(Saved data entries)
■ ■ ■ ■ ■ ■ ■

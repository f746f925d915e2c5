// This Source Code Form is subject to the terms of the Mozilla Public
// License, v. 2.0. If a copy of the MPL was not distributed with this
// file, You can obtain one at https://mozilla.org/MPL/2.0/.

//! 2D boolean union of sub-profiles
//!
//! Used to merge the loops of a frame member's face into a single
//! cross-section. Input polygons are snapped to a merge grid before the union
//! so that edges touching within tolerance are shared exactly.

use crate::error::{Error, Result};
use crate::polygon::Polygon;
use crate::profile::Profile;
use i_overlay::core::fill_rule::FillRule;
use i_overlay::core::overlay_rule::OverlayRule;
use i_overlay::float::single::SingleFloatOverlay;
use nalgebra::Point2;

/// Default snapping grid for sub-profile union, meters
pub const MERGE_TOLERANCE: f64 = 1e-5;

/// Minimum area threshold - contours smaller than this are degenerate
const MIN_AREA_THRESHOLD: f64 = 1e-10;

/// Union polygons lying on the XY plane.
///
/// Returns one profile per disjoint result shape; the first contour of each
/// shape is its outer boundary and the rest are holes.
pub fn union_xy(polygons: &[Polygon], tolerance: f64) -> Result<Vec<Profile>> {
    let mut paths: Vec<Vec<[f64; 2]>> = polygons
        .iter()
        .map(|p| snapped_path(p, tolerance))
        .filter(|path| path.len() >= 3)
        .collect();

    if paths.is_empty() {
        return Err(Error::InvalidProfile("Nothing to union".to_string()));
    }

    let subject = vec![paths.remove(0)];
    let clip = paths;

    // Result is Vec<Vec<Vec<[f64; 2]>>> - shapes, contours per shape, points per contour
    let shapes = subject.overlay(&clip, OverlayRule::Union, FillRule::EvenOdd);

    let mut profiles = Vec::with_capacity(shapes.len());
    for shape in shapes {
        let mut contours = shape
            .into_iter()
            .map(path_to_contour)
            .filter(|c| is_valid_contour(c));
        let Some(outer) = contours.next() else {
            continue;
        };
        let perimeter = Polygon::from_xy(&outer)?;
        let voids = contours
            .map(|c| Polygon::from_xy(&c))
            .collect::<Result<Vec<_>>>()?;
        profiles.push(Profile::new(perimeter, voids));
    }

    Ok(profiles)
}

/// Union that must produce exactly one connected shape
pub fn union_single_xy(polygons: &[Polygon], tolerance: f64) -> Result<Profile> {
    let mut profiles = union_xy(polygons, tolerance)?;
    match profiles.len() {
        1 => Ok(profiles.remove(0)),
        n => Err(Error::ToleranceMismatch(format!(
            "union of {} sub-profiles produced {} shapes",
            polygons.len(),
            n
        ))),
    }
}

/// Compute the signed area of a 2D contour
/// Positive = counter-clockwise, Negative = clockwise
pub fn compute_signed_area(contour: &[Point2<f64>]) -> f64 {
    if contour.len() < 3 {
        return 0.0;
    }

    let mut area = 0.0;
    let n = contour.len();

    for i in 0..n {
        let j = (i + 1) % n;
        area += contour[i].x * contour[j].y;
        area -= contour[j].x * contour[i].y;
    }

    area * 0.5
}

/// Check if a contour is valid (has area, not degenerate)
pub fn is_valid_contour(contour: &[Point2<f64>]) -> bool {
    contour.len() >= 3 && compute_signed_area(contour).abs() > MIN_AREA_THRESHOLD
}

#[inline]
fn snap(value: f64, tolerance: f64) -> f64 {
    if tolerance > 0.0 {
        (value / tolerance).round() * tolerance
    } else {
        value
    }
}

fn snapped_path(polygon: &Polygon, tolerance: f64) -> Vec<[f64; 2]> {
    let mut path: Vec<[f64; 2]> = Vec::with_capacity(polygon.len());
    for p in polygon.vertices() {
        let point = [snap(p.x, tolerance), snap(p.y, tolerance)];
        if path.last() != Some(&point) {
            path.push(point);
        }
    }
    if path.len() > 1 && path.first() == path.last() {
        path.pop();
    }
    path
}

fn path_to_contour(path: Vec<[f64; 2]>) -> Vec<Point2<f64>> {
    path.into_iter().map(|p| Point2::new(p[0], p[1])).collect()
}

#[cfg(test)]
mod tests {
    use super::*;
    use approx::assert_relative_eq;
    use nalgebra::Vector3;

    fn square_at(x: f64, y: f64, size: f64) -> Polygon {
        Polygon::rectangle(size, size).translated(Vector3::new(x, y, 0.0))
    }

    #[test]
    fn test_compute_signed_area_ccw() {
        let contour = vec![
            Point2::new(0.0, 0.0),
            Point2::new(1.0, 0.0),
            Point2::new(1.0, 1.0),
            Point2::new(0.0, 1.0),
        ];
        assert_relative_eq!(compute_signed_area(&contour), 1.0);
        let reversed: Vec<_> = contour.into_iter().rev().collect();
        assert_relative_eq!(compute_signed_area(&reversed), -1.0);
    }

    #[test]
    fn test_adjacent_squares_merge() {
        let merged = union_single_xy(&[square_at(0.0, 0.0, 1.0), square_at(1.0, 0.0, 1.0)], MERGE_TOLERANCE)
            .unwrap();
        assert_relative_eq!(merged.area(), 2.0, epsilon = 1e-6);
        let (w, h) = merged.size_xy();
        assert_relative_eq!(w, 2.0, epsilon = 1e-6);
        assert_relative_eq!(h, 1.0, epsilon = 1e-6);
    }

    #[test]
    fn test_near_touching_squares_merge_after_snapping() {
        let merged = union_single_xy(
            &[square_at(0.0, 0.0, 1.0), square_at(1.000_001, 0.0, 1.0)],
            MERGE_TOLERANCE,
        )
        .unwrap();
        assert_relative_eq!(merged.area(), 2.0, epsilon = 1e-4);
    }

    #[test]
    fn test_disjoint_squares_are_a_tolerance_mismatch() {
        let result = union_single_xy(&[square_at(0.0, 0.0, 1.0), square_at(5.0, 0.0, 1.0)], MERGE_TOLERANCE);
        assert!(matches!(result, Err(Error::ToleranceMismatch(_))));

        let shapes = union_xy(&[square_at(0.0, 0.0, 1.0), square_at(5.0, 0.0, 1.0)], MERGE_TOLERANCE).unwrap();
        assert_eq!(shapes.len(), 2);
    }
}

■ ■ ■ ■ ■ ■ ■

What is needed => A line qualifies when it holds the word "polygons"; report all qualifying lines from the records above.

Exercise output =>
//! cross-section. Input polygons are snapped to a merge grid before the union
/// Union polygons lying on the XY plane.
pub fn union_xy(polygons: &[Polygon], tolerance: f64) -> Result<Vec<Profile>> {
    let mut paths: Vec<Vec<[f64; 2]>> = polygons
pub fn union_single_xy(polygons: &[Polygon], tolerance: f64) -> Result<Profile> {
    let mut profiles = union_xy(polygons, tolerance)?;
            polygons.len(),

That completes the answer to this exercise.